Data for this task =>
——

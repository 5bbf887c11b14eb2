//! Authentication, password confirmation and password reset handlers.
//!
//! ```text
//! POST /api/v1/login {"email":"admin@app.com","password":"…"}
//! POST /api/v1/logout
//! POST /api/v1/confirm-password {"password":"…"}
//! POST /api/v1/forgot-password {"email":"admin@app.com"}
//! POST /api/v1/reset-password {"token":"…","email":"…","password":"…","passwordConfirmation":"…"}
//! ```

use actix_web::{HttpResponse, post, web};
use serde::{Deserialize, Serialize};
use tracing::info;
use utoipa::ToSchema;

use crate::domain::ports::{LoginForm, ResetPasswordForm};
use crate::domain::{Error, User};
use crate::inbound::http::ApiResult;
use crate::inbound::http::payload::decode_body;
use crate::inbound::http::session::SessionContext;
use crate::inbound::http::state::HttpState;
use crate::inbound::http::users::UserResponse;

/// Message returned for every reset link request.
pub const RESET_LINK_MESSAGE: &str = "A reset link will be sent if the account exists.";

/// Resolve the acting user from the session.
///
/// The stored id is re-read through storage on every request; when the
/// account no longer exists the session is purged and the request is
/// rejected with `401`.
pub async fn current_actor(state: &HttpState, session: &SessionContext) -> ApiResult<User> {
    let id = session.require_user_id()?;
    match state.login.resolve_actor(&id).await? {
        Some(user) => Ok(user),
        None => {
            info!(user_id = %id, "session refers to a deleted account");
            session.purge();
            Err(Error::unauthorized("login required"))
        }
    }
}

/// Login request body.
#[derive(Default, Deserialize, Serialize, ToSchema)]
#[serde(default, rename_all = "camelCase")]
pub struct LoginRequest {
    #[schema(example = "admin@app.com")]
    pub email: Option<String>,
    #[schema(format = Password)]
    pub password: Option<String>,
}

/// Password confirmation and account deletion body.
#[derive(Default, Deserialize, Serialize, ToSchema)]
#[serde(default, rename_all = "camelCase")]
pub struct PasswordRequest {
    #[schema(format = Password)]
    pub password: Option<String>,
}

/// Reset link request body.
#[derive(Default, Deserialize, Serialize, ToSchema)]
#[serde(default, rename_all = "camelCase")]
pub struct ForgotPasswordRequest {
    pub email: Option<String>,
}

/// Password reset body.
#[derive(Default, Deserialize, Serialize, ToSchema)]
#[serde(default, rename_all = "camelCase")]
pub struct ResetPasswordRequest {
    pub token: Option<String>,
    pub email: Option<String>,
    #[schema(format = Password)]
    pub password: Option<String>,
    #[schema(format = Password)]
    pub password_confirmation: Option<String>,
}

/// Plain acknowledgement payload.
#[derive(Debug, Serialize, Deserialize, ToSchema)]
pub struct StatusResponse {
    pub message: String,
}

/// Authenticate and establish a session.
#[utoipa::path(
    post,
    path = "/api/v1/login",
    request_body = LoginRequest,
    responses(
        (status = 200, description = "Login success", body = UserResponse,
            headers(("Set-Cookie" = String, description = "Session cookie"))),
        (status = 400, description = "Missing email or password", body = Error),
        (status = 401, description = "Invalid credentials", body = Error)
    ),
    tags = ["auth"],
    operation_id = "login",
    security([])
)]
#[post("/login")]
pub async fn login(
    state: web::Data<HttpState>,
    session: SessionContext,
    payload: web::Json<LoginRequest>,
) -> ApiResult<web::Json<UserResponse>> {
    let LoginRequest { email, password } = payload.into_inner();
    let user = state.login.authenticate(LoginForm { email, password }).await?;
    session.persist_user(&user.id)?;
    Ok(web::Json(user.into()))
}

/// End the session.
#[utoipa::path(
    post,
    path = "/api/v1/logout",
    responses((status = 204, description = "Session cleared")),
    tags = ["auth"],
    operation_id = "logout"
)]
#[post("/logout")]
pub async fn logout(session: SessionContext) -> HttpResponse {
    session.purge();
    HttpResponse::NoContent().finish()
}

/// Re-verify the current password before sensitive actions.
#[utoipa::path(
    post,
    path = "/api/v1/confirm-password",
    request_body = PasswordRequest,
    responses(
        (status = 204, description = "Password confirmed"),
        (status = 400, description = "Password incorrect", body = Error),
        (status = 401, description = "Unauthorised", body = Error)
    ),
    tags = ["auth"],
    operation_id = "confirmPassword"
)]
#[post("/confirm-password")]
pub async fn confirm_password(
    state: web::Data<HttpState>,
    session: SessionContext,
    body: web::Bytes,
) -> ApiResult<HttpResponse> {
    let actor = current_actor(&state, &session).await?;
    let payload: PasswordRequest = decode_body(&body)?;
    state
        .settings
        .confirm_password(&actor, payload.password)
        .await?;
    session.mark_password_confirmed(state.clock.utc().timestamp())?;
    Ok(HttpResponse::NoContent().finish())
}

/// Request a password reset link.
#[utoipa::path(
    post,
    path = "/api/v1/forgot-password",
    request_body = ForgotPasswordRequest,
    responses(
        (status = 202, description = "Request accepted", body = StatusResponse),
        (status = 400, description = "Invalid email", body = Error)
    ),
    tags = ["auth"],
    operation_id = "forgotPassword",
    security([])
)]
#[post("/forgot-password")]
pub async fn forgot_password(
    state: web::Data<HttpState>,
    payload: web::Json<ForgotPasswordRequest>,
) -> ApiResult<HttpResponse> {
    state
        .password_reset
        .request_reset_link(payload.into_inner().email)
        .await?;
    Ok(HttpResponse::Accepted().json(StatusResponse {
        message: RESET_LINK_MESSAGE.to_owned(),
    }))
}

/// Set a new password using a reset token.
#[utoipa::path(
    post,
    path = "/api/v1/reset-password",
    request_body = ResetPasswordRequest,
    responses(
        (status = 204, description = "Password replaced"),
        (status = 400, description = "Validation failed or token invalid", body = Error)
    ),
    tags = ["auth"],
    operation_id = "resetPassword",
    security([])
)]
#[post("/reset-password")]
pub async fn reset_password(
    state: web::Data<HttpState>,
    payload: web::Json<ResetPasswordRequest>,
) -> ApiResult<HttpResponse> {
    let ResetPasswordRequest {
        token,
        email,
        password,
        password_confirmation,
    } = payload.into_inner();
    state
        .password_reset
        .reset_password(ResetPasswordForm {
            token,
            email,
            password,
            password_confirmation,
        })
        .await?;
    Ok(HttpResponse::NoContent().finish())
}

——

Description of the task =>
The records above are to be repeated in full, word for word.

Response area =>
repository 5bbf887c11b14eb2
//! Authentication, password confirmation and password reset handlers.
//!
//! ```text
//! POST /api/v1/login {"email":"admin@app.com","password":"…"}
//! POST /api/v1/logout
//! POST /api/v1/confirm-password {"password":"…"}
//! POST /api/v1/forgot-password {"email":"admin@app.com"}
//! POST /api/v1/reset-password {"token":"…","email":"…","password":"…","passwordConfirmation":"…"}
//! ```

use actix_web::{HttpResponse, post, web};
use serde::{Deserialize, Serialize};
use tracing::info;
use utoipa::ToSchema;

use crate::domain::ports::{LoginForm, ResetPasswordForm};
use crate::domain::{Error, User};
use crate::inbound::http::ApiResult;
use crate::inbound::http::payload::decode_body;
use crate::inbound::http::session::SessionContext;
use crate::inbound::http::state::HttpState;
use crate::inbound::http::users::UserResponse;

/// Message returned for every reset link request.
pub const RESET_LINK_MESSAGE: &str = "A reset link will be sent if the account exists.";

/// Resolve the acting user from the session.
///
/// The stored id is re-read through storage on every request; when the
/// account no longer exists the session is purged and the request is
/// rejected with `401`.
pub async fn current_actor(state: &HttpState, session: &SessionContext) -> ApiResult<User> {
    let id = session.require_user_id()?;
    match state.login.resolve_actor(&id).await? {
        Some(user) => Ok(user),
        None => {
            info!(user_id = %id, "session refers to a deleted account");
            session.purge();
            Err(Error::unauthorized("login required"))
        }
    }
}

/// Login request body.
#[derive(Default, Deserialize, Serialize, ToSchema)]
#[serde(default, rename_all = "camelCase")]
pub struct LoginRequest {
    #[schema(example = "admin@app.com")]
    pub email: Option<String>,
    #[schema(format = Password)]
    pub password: Option<String>,
}

/// Password confirmation and account deletion body.
#[derive(Default, Deserialize, Serialize, ToSchema)]
#[serde(default, rename_all = "camelCase")]
pub struct PasswordRequest {
    #[schema(format = Password)]
    pub password: Option<String>,
}

/// Reset link request body.
#[derive(Default, Deserialize, Serialize, ToSchema)]
#[serde(default, rename_all = "camelCase")]
pub struct ForgotPasswordRequest {
    pub email: Option<String>,
}

/// Password reset body.
#[derive(Default, Deserialize, Serialize, ToSchema)]
#[serde(default, rename_all = "camelCase")]
pub struct ResetPasswordRequest {
    pub token: Option<String>,
    pub email: Option<String>,
    #[schema(format = Password)]
    pub password: Option<String>,
    #[schema(format = Password)]
    pub password_confirmation: Option<String>,
}

/// Plain acknowledgement payload.
#[derive(Debug, Serialize, Deserialize, ToSchema)]
pub struct StatusResponse {
    pub message: String,
}

/// Authenticate and establish a session.
#[utoipa::path(
    post,
    path = "/api/v1/login",
    request_body = LoginRequest,
    responses(
        (status = 200, description = "Login success", body = UserResponse,
            headers(("Set-Cookie" = String, description = "Session cookie"))),
        (status = 400, description = "Missing email or password", body = Error),
        (status = 401, description = "Invalid credentials", body = Error)
    ),
    tags = ["auth"],
    operation_id = "login",
    security([])
)]
#[post("/login")]
pub async fn login(
    state: web::Data<HttpState>,
    session: SessionContext,
    payload: web::Json<LoginRequest>,
) -> ApiResult<web::Json<UserResponse>> {
    let LoginRequest { email, password } = payload.into_inner();
    let user = state.login.authenticate(LoginForm { email, password }).await?;
    session.persist_user(&user.id)?;
    Ok(web::Json(user.into()))
}

/// End the session.
#[utoipa::path(
    post,
    path = "/api/v1/logout",
    responses((status = 204, description = "Session cleared")),
    tags = ["auth"],
    operation_id = "logout"
)]
#[post("/logout")]
pub async fn logout(session: SessionContext) -> HttpResponse {
    session.purge();
    HttpResponse::NoContent().finish()
}

/// Re-verify the current password before sensitive actions.
#[utoipa::path(
    post,
    path = "/api/v1/confirm-password",
    request_body = PasswordRequest,
    responses(
        (status = 204, description = "Password confirmed"),
        (status = 400, description = "Password incorrect", body = Error),
        (status = 401, description = "Unauthorised", body = Error)
    ),
    tags = ["auth"],
    operation_id = "confirmPassword"
)]
#[post("/confirm-password")]
pub async fn confirm_password(
    state: web::Data<HttpState>,
    session: SessionContext,
    body: web::Bytes,
) -> ApiResult<HttpResponse> {
    let actor = current_actor(&state, &session).await?;
    let payload: PasswordRequest = decode_body(&body)?;
    state
        .settings
        .confirm_password(&actor, payload.password)
        .await?;
    session.mark_password_confirmed(state.clock.utc().timestamp())?;
    Ok(HttpResponse::NoContent().finish())
}

/// Request a password reset link.
#[utoipa::path(
    post,
    path = "/api/v1/forgot-password",
    request_body = ForgotPasswordRequest,
    responses(
        (status = 202, description = "Request accepted", body = StatusResponse),
        (status = 400, description = "Invalid email", body = Error)
    ),
    tags = ["auth"],
    operation_id = "forgotPassword",
    security([])
)]
#[post("/forgot-password")]
pub async fn forgot_password(
    state: web::Data<HttpState>,
    payload: web::Json<ForgotPasswordRequest>,
) -> ApiResult<HttpResponse> {
    state
        .password_reset
        .request_reset_link(payload.into_inner().email)
        .await?;
    Ok(HttpResponse::Accepted().json(StatusResponse {
        message: RESET_LINK_MESSAGE.to_owned(),
    }))
}

/// Set a new password using a reset token.
#[utoipa::path(
    post,
    path = "/api/v1/reset-password",
    request_body = ResetPasswordRequest,
    responses(
        (status = 204, description = "Password replaced"),
        (status = 400, description = "Validation failed or token invalid", body = Error)
    ),
    tags = ["auth"],
    operation_id = "resetPassword",
    security([])
)]
#[post("/reset-password")]
pub async fn reset_password(
    state: web::Data<HttpState>,
    payload: web::Json<ResetPasswordRequest>,
) -> ApiResult<HttpResponse> {
    let ResetPasswordRequest {
        token,
        email,
        password,
        password_confirmation,
    } = payload.into_inner();
    state
        .password_reset
        .reset_password(ResetPasswordForm {
            token,
            email,
            password,
            password_confirmation,
        })
        .await?;
    Ok(HttpResponse::NoContent().finish())
}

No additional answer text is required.